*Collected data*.
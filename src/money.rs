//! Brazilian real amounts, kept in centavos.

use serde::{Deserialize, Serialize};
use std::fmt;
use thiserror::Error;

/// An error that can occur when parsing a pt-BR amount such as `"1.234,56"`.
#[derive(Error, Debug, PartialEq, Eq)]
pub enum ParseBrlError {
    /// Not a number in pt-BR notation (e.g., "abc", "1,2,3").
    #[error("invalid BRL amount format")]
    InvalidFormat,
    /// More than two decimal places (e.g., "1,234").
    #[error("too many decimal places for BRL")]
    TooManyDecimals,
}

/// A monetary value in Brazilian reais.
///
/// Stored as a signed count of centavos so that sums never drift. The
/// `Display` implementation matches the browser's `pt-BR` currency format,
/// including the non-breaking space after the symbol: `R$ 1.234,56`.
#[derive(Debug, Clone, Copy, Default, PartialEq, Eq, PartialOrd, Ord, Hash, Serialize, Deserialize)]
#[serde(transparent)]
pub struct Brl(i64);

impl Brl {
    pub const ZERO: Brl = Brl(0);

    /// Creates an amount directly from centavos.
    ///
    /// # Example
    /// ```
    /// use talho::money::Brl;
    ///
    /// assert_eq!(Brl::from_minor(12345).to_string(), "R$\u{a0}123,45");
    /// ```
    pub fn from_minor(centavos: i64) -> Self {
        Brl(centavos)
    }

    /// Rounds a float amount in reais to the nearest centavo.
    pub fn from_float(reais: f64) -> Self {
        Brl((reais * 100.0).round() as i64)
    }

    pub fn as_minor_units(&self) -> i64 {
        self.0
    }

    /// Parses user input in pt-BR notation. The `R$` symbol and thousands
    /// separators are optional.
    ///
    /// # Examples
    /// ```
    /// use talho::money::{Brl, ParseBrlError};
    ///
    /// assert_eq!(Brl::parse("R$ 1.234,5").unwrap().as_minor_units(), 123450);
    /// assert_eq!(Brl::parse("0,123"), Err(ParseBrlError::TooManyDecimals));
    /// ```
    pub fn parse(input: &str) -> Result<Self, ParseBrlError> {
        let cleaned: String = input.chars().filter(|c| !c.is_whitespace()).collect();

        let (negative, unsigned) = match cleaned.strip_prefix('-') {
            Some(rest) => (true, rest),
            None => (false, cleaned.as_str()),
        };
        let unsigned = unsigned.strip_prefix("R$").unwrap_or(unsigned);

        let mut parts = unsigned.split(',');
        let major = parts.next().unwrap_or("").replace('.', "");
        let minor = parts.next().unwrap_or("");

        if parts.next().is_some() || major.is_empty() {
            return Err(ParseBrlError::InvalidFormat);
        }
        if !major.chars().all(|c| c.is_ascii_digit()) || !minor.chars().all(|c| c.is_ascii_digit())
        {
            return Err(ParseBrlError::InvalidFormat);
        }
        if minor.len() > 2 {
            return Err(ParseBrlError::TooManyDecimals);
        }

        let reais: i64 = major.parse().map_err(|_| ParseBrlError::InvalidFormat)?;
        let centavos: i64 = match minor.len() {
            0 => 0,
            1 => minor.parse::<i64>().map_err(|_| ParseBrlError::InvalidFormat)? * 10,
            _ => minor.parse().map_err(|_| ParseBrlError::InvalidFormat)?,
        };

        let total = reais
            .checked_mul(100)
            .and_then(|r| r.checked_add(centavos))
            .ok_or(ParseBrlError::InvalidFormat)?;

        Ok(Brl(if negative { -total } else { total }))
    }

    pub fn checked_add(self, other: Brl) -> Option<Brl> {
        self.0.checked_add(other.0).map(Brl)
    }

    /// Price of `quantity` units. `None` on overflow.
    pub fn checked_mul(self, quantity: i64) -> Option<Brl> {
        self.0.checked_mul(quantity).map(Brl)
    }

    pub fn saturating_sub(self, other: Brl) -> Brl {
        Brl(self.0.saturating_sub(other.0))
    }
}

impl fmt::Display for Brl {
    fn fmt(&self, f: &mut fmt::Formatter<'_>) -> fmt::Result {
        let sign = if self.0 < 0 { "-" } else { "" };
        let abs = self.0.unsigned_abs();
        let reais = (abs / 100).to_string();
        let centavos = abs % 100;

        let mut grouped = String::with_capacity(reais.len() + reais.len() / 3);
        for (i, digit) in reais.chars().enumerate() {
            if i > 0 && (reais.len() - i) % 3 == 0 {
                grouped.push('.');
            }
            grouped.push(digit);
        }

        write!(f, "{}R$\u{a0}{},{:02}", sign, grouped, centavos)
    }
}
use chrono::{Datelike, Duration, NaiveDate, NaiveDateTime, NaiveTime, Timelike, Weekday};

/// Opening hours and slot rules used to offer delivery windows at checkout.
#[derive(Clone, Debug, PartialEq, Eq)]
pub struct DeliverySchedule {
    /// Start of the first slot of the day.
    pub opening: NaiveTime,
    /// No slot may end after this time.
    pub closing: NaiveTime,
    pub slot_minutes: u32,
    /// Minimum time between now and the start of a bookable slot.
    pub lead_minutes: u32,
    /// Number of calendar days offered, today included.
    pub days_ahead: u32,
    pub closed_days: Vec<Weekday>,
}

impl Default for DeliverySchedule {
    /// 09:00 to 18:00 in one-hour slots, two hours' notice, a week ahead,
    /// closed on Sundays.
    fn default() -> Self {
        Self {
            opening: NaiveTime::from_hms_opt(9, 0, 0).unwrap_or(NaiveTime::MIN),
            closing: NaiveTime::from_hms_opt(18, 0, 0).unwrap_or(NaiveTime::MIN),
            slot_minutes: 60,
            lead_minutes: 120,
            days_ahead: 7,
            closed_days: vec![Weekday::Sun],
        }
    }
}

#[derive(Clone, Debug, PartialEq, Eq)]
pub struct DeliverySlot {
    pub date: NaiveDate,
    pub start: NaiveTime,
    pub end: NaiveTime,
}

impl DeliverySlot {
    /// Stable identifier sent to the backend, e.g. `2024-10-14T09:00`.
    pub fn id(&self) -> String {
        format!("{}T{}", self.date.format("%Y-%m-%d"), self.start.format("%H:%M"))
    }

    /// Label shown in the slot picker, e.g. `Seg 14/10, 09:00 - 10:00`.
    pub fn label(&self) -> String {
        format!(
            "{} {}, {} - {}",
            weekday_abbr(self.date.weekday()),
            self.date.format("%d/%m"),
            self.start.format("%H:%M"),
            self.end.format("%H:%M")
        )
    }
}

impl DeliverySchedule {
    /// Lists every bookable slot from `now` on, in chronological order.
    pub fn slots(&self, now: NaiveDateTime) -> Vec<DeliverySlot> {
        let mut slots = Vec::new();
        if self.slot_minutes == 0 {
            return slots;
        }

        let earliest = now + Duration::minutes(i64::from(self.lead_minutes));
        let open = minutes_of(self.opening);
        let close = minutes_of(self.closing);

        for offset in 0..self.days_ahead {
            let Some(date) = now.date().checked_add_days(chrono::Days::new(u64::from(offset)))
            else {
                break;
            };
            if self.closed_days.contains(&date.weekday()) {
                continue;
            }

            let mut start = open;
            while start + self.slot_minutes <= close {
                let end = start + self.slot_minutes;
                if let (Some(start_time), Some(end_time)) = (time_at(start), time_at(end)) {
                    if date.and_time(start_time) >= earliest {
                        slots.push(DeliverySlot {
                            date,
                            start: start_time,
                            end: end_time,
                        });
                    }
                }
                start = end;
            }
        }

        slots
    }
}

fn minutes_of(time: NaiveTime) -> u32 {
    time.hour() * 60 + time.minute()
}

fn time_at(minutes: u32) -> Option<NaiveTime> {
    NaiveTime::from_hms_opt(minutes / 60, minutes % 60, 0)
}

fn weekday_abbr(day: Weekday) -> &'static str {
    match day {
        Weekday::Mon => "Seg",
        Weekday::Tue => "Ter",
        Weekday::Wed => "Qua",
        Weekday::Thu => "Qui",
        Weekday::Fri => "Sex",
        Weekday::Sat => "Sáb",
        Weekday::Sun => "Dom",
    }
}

*TASK BRIEF*. Could you give the data above again, exact in every line?

*SOLUTION TO THIS EXERCISE*.
filename src/money.rs
//! Brazilian real amounts, kept in centavos.

use serde::{Deserialize, Serialize};
use std::fmt;
use thiserror::Error;

/// An error that can occur when parsing a pt-BR amount such as `"1.234,56"`.
#[derive(Error, Debug, PartialEq, Eq)]
pub enum ParseBrlError {
    /// Not a number in pt-BR notation (e.g., "abc", "1,2,3").
    #[error("invalid BRL amount format")]
    InvalidFormat,
    /// More than two decimal places (e.g., "1,234").
    #[error("too many decimal places for BRL")]
    TooManyDecimals,
}

/// A monetary value in Brazilian reais.
///
/// Stored as a signed count of centavos so that sums never drift. The
/// `Display` implementation matches the browser's `pt-BR` currency format,
/// including the non-breaking space after the symbol: `R$ 1.234,56`.
#[derive(Debug, Clone, Copy, Default, PartialEq, Eq, PartialOrd, Ord, Hash, Serialize, Deserialize)]
#[serde(transparent)]
pub struct Brl(i64);

impl Brl {
    pub const ZERO: Brl = Brl(0);

    /// Creates an amount directly from centavos.
    ///
    /// # Example
    /// ```
    /// use talho::money::Brl;
    ///
    /// assert_eq!(Brl::from_minor(12345).to_string(), "R$\u{a0}123,45");
    /// ```
    pub fn from_minor(centavos: i64) -> Self {
        Brl(centavos)
    }

    /// Rounds a float amount in reais to the nearest centavo.
    pub fn from_float(reais: f64) -> Self {
        Brl((reais * 100.0).round() as i64)
    }

    pub fn as_minor_units(&self) -> i64 {
        self.0
    }

    /// Parses user input in pt-BR notation. The `R$` symbol and thousands
    /// separators are optional.
    ///
    /// # Examples
    /// ```
    /// use talho::money::{Brl, ParseBrlError};
    ///
    /// assert_eq!(Brl::parse("R$ 1.234,5").unwrap().as_minor_units(), 123450);
    /// assert_eq!(Brl::parse("0,123"), Err(ParseBrlError::TooManyDecimals));
    /// ```
    pub fn parse(input: &str) -> Result<Self, ParseBrlError> {
        let cleaned: String = input.chars().filter(|c| !c.is_whitespace()).collect();

        let (negative, unsigned) = match cleaned.strip_prefix('-') {
            Some(rest) => (true, rest),
            None => (false, cleaned.as_str()),
        };
        let unsigned = unsigned.strip_prefix("R$").unwrap_or(unsigned);

        let mut parts = unsigned.split(',');
        let major = parts.next().unwrap_or("").replace('.', "");
        let minor = parts.next().unwrap_or("");

        if parts.next().is_some() || major.is_empty() {
            return Err(ParseBrlError::InvalidFormat);
        }
        if !major.chars().all(|c| c.is_ascii_digit()) || !minor.chars().all(|c| c.is_ascii_digit())
        {
            return Err(ParseBrlError::InvalidFormat);
        }
        if minor.len() > 2 {
            return Err(ParseBrlError::TooManyDecimals);
        }

        let reais: i64 = major.parse().map_err(|_| ParseBrlError::InvalidFormat)?;
        let centavos: i64 = match minor.len() {
            0 => 0,
            1 => minor.parse::<i64>().map_err(|_| ParseBrlError::InvalidFormat)? * 10,
            _ => minor.parse().map_err(|_| ParseBrlError::InvalidFormat)?,
        };

        let total = reais
            .checked_mul(100)
            .and_then(|r| r.checked_add(centavos))
            .ok_or(ParseBrlError::InvalidFormat)?;

        Ok(Brl(if negative { -total } else { total }))
    }

    pub fn checked_add(self, other: Brl) -> Option<Brl> {
        self.0.checked_add(other.0).map(Brl)
    }

    /// Price of `quantity` units. `None` on overflow.
    pub fn checked_mul(self, quantity: i64) -> Option<Brl> {
        self.0.checked_mul(quantity).map(Brl)
    }

    pub fn saturating_sub(self, other: Brl) -> Brl {
        Brl(self.0.saturating_sub(other.0))
    }
}

impl fmt::Display for Brl {
    fn fmt(&self, f: &mut fmt::Formatter<'_>) -> fmt::Result {
        let sign = if self.0 < 0 { "-" } else { "" };
        let abs = self.0.unsigned_abs();
        let reais = (abs / 100).to_string();
        let centavos = abs % 100;

        let mut grouped = String::with_capacity(reais.len() + reais.len() / 3);
        for (i, digit) in reais.chars().enumerate() {
            if i > 0 && (reais.len() - i) % 3 == 0 {
                grouped.push('.');
            }
            grouped.push(digit);
        }

        write!(f, "{}R$\u{a0}{},{:02}", sign, grouped, centavos)
    }
}
use chrono::{Datelike, Duration, NaiveDate, NaiveDateTime, NaiveTime, Timelike, Weekday};

/// Opening hours and slot rules used to offer delivery windows at checkout.
#[derive(Clone, Debug, PartialEq, Eq)]
pub struct DeliverySchedule {
    /// Start of the first slot of the day.
    pub opening: NaiveTime,
    /// No slot may end after this time.
    pub closing: NaiveTime,
    pub slot_minutes: u32,
    /// Minimum time between now and the start of a bookable slot.
    pub lead_minutes: u32,
    /// Number of calendar days offered, today included.
    pub days_ahead: u32,
    pub closed_days: Vec<Weekday>,
}

impl Default for DeliverySchedule {
    /// 09:00 to 18:00 in one-hour slots, two hours' notice, a week ahead,
    /// closed on Sundays.
    fn default() -> Self {
        Self {
            opening: NaiveTime::from_hms_opt(9, 0, 0).unwrap_or(NaiveTime::MIN),
            closing: NaiveTime::from_hms_opt(18, 0, 0).unwrap_or(NaiveTime::MIN),
            slot_minutes: 60,
            lead_minutes: 120,
            days_ahead: 7,
            closed_days: vec![Weekday::Sun],
        }
    }
}

#[derive(Clone, Debug, PartialEq, Eq)]
pub struct DeliverySlot {
    pub date: NaiveDate,
    pub start: NaiveTime,
    pub end: NaiveTime,
}

impl DeliverySlot {
    /// Stable identifier sent to the backend, e.g. `2024-10-14T09:00`.
    pub fn id(&self) -> String {
        format!("{}T{}", self.date.format("%Y-%m-%d"), self.start.format("%H:%M"))
    }

    /// Label shown in the slot picker, e.g. `Seg 14/10, 09:00 - 10:00`.
    pub fn label(&self) -> String {
        format!(
            "{} {}, {} - {}",
            weekday_abbr(self.date.weekday()),
            self.date.format("%d/%m"),
            self.start.format("%H:%M"),
            self.end.format("%H:%M")
        )
    }
}

impl DeliverySchedule {
    /// Lists every bookable slot from `now` on, in chronological order.
    pub fn slots(&self, now: NaiveDateTime) -> Vec<DeliverySlot> {
        let mut slots = Vec::new();
        if self.slot_minutes == 0 {
            return slots;
        }

        let earliest = now + Duration::minutes(i64::from(self.lead_minutes));
        let open = minutes_of(self.opening);
        let close = minutes_of(self.closing);

        for offset in 0..self.days_ahead {
            let Some(date) = now.date().checked_add_days(chrono::Days::new(u64::from(offset)))
            else {
                break;
            };
            if self.closed_days.contains(&date.weekday()) {
                continue;
            }

            let mut start = open;
            while start + self.slot_minutes <= close {
                let end = start + self.slot_minutes;
                if let (Some(start_time), Some(end_time)) = (time_at(start), time_at(end)) {
                    if date.and_time(start_time) >= earliest {
                        slots.push(DeliverySlot {
                            date,
                            start: start_time,
                            end: end_time,
                        });
                    }
                }
                start = end;
            }
        }

        slots
    }
}

fn minutes_of(time: NaiveTime) -> u32 {
    time.hour() * 60 + time.minute()
}

fn time_at(minutes: u32) -> Option<NaiveTime> {
    NaiveTime::from_hms_opt(minutes / 60, minutes % 60, 0)
}

fn weekday_abbr(day: Weekday) -> &'static str {
    match day {
        Weekday::Mon => "Seg",
        Weekday::Tue => "Ter",
        Weekday::Wed => "Qua",
        Weekday::Thu => "Qui",
        Weekday::Fri => "Sex",
        Weekday::Sat => "Sáb",
        Weekday::Sun => "Dom",
    }
}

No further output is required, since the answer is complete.